After downloading both the annotations and the images, move each folder within /ADL_Team_Grey/src/datasets/Oxford-3

Dataset Setup Verification

After placing the datasets in the designated directories, you can confirm the setup by running a provided verification script. This script checks for the existence of the necessary directories and files.

To run the verification script, follow these steps:

  1. Open your terminal or command prompt.
  2. Navigate to the main project directory /ADL_Team_Grey/ using the cd command.
  3. Execute the verification script with the following command:
python -m src.setup.main

Experiment Tracking

To facilitate experiment tracking, parameter management, and output visualization, we'll be utilizing WandB.

Setup Instructions

  1. Create an Account: Begin by creating an account on WandB.

  2. Provide Username: Send your WandB username to Rich via WhatsApp at +447506219401. Rich will then add you to our organization, granting access to view and add to our experiments.

  3. Install WandB: Install WandB by running the following command in your terminal:

    pip install wandb
    
  4. Authenticate: After installation, run wandb login in your terminal. This will prompt you to authenticate with your WandB account. Upon successful authentication, you'll be ready to proceed.

Experiment Tracking

  • Initialization: To begin tracking an experiment, include the following line at the top of your experiment script:

    import wandb
    
    # your models/experiment parameters here
    params = {
        'example',
        'params'
    }
    
    wandb.init(project="mvae", entity="adl_team_grey", config=params)
    • Modify the project parameter to specify the project name. This will allow all runs within a project to be compared (check out the project page in WandB for an example).
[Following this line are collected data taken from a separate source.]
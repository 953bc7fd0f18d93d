//! Parser for `{key: value, ...}` mapping literals passed to `update`.
//!
//! Keys and values may be bare or quoted with `"` or `'`. Commas and colons
//! inside quotes are literal. A trailing comma is accepted; nested braces or
//! brackets are not.

use crate::error::MappingError;
use crate::tokenize::unquote;

/// Parse a brace-delimited mapping literal into raw `(key, value)` pairs.
///
/// Values are returned as text; type coercion is the caller's job.
pub fn parse_mapping(text: &str) -> Result<Vec<(String, String)>, MappingError> {
    let text = text.trim();
    let inner = text
        .strip_prefix('{')
        .and_then(|t| t.strip_suffix('}'))
        .ok_or(MappingError::NotBraced)?;

    let entries = split_top_level(inner, ',')?;
    let last = entries.len().saturating_sub(1);
    let mut pairs = Vec::with_capacity(entries.len());

    for (i, entry) in entries.iter().enumerate() {
        let entry = entry.trim();
        if entry.is_empty() {
            // `{}` and a single trailing comma are fine.
            if i == last {
                continue;
            }
            return Err(MappingError::EmptyEntry);
        }

        let parts = split_top_level(entry, ':')?;
        if parts.len() < 2 {
            return Err(MappingError::MissingColon(entry.to_string()));
        }
        let key_raw = parts[0].trim();
        // Only the first colon separates; the value keeps the rest.
        let value_raw = entry[parts[0].len() + 1..].trim();

        let key = unquote(key_raw);
        if key.is_empty() {
            return Err(MappingError::EmptyKey);
        }
        if value_raw.is_empty() {
            return Err(MappingError::EmptyValue(key));
        }
        pairs.push((key, unquote(value_raw)));
    }
    Ok(pairs)
}

/// Split on `sep` outside quotes. Rejects nesting and unterminated quotes.
fn split_top_level(text: &str, sep: char) -> Result<Vec<&str>, MappingError> {
    let mut parts = Vec::new();
    let mut start = 0;
    let mut quote: Option<char> = None;
    let mut escaped = false;

    for (i, c) in text.char_indices() {
        if let Some(q) = quote {
            if escaped {
                escaped = false;
            } else if c == '\\' {
                escaped = true;
            } else if c == q {
                quote = None;
            }
            continue;
        }
        match c {
            '"' | '\'' => quote = Some(c),
            '{' | '}' | '[' | ']' => return Err(MappingError::Nested),
            c if c == sep => {
                parts.push(&text[start..i]);
                start = i + c.len_utf8();
            }
            _ => {}
        }
    }
    if quote.is_some() {
        return Err(MappingError::UnterminatedQuote);
    }
    parts.push(&text[start..]);
    Ok(parts)
}
//! Help text keyed by command verb.

/// `(verb, description, usage)` for every documented command.
const TOPICS: &[(&str, &str, &str)] = &[
    ("EOF", "Exits the console at end of input", "Usage: EOF (or Ctrl-D)"),
    ("all", "Prints the string representations of all instances", "Usage: all [<class_name>]"),
    ("count", "Counts the number of instances of a class", "Usage: count <class_name>"),
    ("create", "Creates a new instance of a specified class", "Usage: create <class_name>"),
    ("destroy", "Deletes an instance", "Usage: destroy <class_name> <id>"),
    (
        "help",
        "Lists available commands or shows help for one command",
        "Usage: help [<command>]",
    ),
    ("quit", "Exits the console", "Usage: quit"),
    ("show", "Prints the string representation of an instance", "Usage: show <class_name> <id>"),
    (
        "update",
        "Updates an instance based on the class name and id",
        "Usage: update <class_name> <id> <attribute_name> \"<attribute_value>\"",
    ),
];

/// Help for a single verb, or `None` if the verb is undocumented.
pub fn topic(verb: &str) -> Option<String> {
    TOPICS
        .iter()
        .find(|(name, _, _)| *name == verb)
        .map(|(_, description, usage)| format!("{description}\n{usage}"))
}

/// Listing of every documented verb.
pub fn overview() -> String {
    let header = "Documented commands (type help <topic>):";
    let names: Vec<&str> = TOPICS.iter().map(|(name, _, _)| *name).collect();
    format!("\n{header}\n{}\n{}\n", "=".repeat(header.len()), names.join("  "))
}

/// Render `help [<topic>]`.
pub fn render(topic_name: Option<&str>) -> String {
    match topic_name {
        None => overview(),
        Some(name) => topic(name).unwrap_or_else(|| format!("*** No help on {name}")),
    }
}
//! Call-style syntax: `<class>.<command>(<args>)`.
//!
//! [`parse_call`] turns a call-style line into a structured [`CallStyle`];
//! [`normalize`] renders it back as the canonical
//! `<command> <class> [<id>] [<args>]` line, or returns the input unchanged
//! when the line is not valid call-style syntax.
//!
//! Accepted argument shapes:
//!
//! ```text
//! User.all()
//! User.show("1234")
//! User.update("1234", "first_name", "Ann")
//! User.update("1234", {"first_name": "Ann", "age": 3})
//! ```

use std::borrow::Cow;
use std::fmt;

use tracing::debug;

use crate::error::NormalizeError;
use crate::mapping::parse_mapping;
use crate::tokenize::{quote_if_needed, unquote};

/// Commands that may be invoked with call-style syntax.
pub const CALL_VERBS: [&str; 5] = ["all", "count", "show", "destroy", "update"];

/// Arguments after the id.
#[derive(Debug, Clone, PartialEq, Eq)]
pub enum CallArgs {
    None,
    /// Comma-separated tokens, quotes stripped.
    Tokens(Vec<String>),
    /// A brace-delimited mapping literal, kept verbatim.
    Mapping(String),
}

/// A parsed call-style command line.
#[derive(Debug, Clone, PartialEq, Eq)]
pub struct CallStyle {
    pub verb: String,
    pub class: String,
    pub id: Option<String>,
    pub args: CallArgs,
}

/// Renders the canonical `<command> <class> [<id>] [<args>]` form.
impl fmt::Display for CallStyle {
    fn fmt(&self, f: &mut fmt::Formatter<'_>) -> fmt::Result {
        f.write_str(&self.verb)?;
        if !self.class.is_empty() {
            write!(f, " {}", self.class)?;
        }
        if let Some(id) = &self.id {
            write!(f, " {}", quote_if_needed(id))?;
        }
        match &self.args {
            CallArgs::None => {}
            CallArgs::Tokens(tokens) => {
                for token in tokens {
                    write!(f, " {}", quote_if_needed(token))?;
                }
            }
            CallArgs::Mapping(text) => write!(f, " {text}")?,
        }
        Ok(())
    }
}

/// Rewrite a call-style line into canonical form.
///
/// Lines that are not call-style, or that fail to parse as call-style, are
/// returned unchanged so that command dispatch can report them.
pub fn normalize(line: &str) -> Cow<'_, str> {
    match parse_call(line) {
        Ok(call) => {
            let canonical = call.to_string();
            debug!(line, %canonical, "normalized call-style line");
            Cow::Owned(canonical)
        }
        Err(NormalizeError::NotCallStyle) => Cow::Borrowed(line),
        Err(err) => {
            debug!(line, error = %err, "call-style parse failed, using line as-is");
            Cow::Borrowed(line)
        }
    }
}

/// Parse a call-style line.
pub fn parse_call(line: &str) -> Result<CallStyle, NormalizeError> {
    let line = line.trim();
    let (Some(dot), Some(open), Some(close)) = (line.find('.'), line.find('('), line.rfind(')'))
    else {
        return Err(NormalizeError::NotCallStyle);
    };
    if open < dot || close < open {
        return Err(NormalizeError::MisplacedParen);
    }

    let class = &line[..dot];
    if class.chars().any(char::is_whitespace) {
        return Err(NormalizeError::MalformedClass(class.to_string()));
    }

    let verb = &line[dot + 1..open];
    if !CALL_VERBS.contains(&verb) {
        return Err(NormalizeError::UnknownVerb(verb.to_string()));
    }

    let trailing = &line[close + 1..];
    if !trailing.trim().is_empty() {
        return Err(NormalizeError::TrailingText(trailing.to_string()));
    }

    let (id, args) = parse_arguments(&line[open + 1..close])?;
    Ok(CallStyle {
        verb: verb.to_string(),
        class: class.to_string(),
        id,
        args,
    })
}

fn parse_arguments(inner: &str) -> Result<(Option<String>, CallArgs), NormalizeError> {
    let inner = inner.trim();
    if inner.is_empty() {
        return Ok((None, CallArgs::None));
    }

    let (id_raw, rest) = match first_top_level_comma(inner) {
        Some(i) => (&inner[..i], inner[i + 1..].trim()),
        None => (inner, ""),
    };
    let id = unquote(id_raw.trim());

    let args = if rest.is_empty() {
        CallArgs::None
    } else if rest.starts_with('{') && rest.ends_with('}') {
        parse_mapping(rest)?;
        CallArgs::Mapping(rest.to_string())
    } else {
        let tokens = split_commas(rest)
            .into_iter()
            .map(|t| unquote(t.trim()))
            .filter(|t| !t.is_empty())
            .collect();
        CallArgs::Tokens(tokens)
    };

    let id = if id.is_empty() && args == CallArgs::None {
        None
    } else {
        Some(id)
    };
    Ok((id, args))
}

fn first_top_level_comma(text: &str) -> Option<usize> {
    let mut quote: Option<char> = None;
    for (i, c) in text.char_indices() {
        match (quote, c) {
            (Some(q), c) if c == q => quote = None,
            (Some(_), _) => {}
            (None, '"' | '\'') => quote = Some(c),
            (None, ',') => return Some(i),
            _ => {}
        }
    }
    None
}

fn split_commas(text: &str) -> Vec<&str> {
    let mut parts = Vec::new();
    let mut rest = text;
    while let Some(i) = first_top_level_comma(rest) {
        parts.push(&rest[..i]);
        rest = &rest[i + 1..];
    }
    parts.push(rest);
    parts
}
Ensure entity is kept as "adl_team_grey" to ensure visibility within the team.
  • Logging: Throughout your experiment, use wandb.log() to log relevant metrics and outputs. For example:

    wandb.log({"Epoch Loss": epoch_loss, "Epoch Time": epoch_time})
    • You can log various metrics, including numerical values, text, and even plots. For image outputs, simply log the matplotlib plot object:
    wandb.log({plot_name: plt})
    • Ensure consistency in logged metrics for easier comparison across experiments.

With these steps, you'll effectively track experiments, parameters, and outputs using WandB, facilitating collaboration and analysis within our team.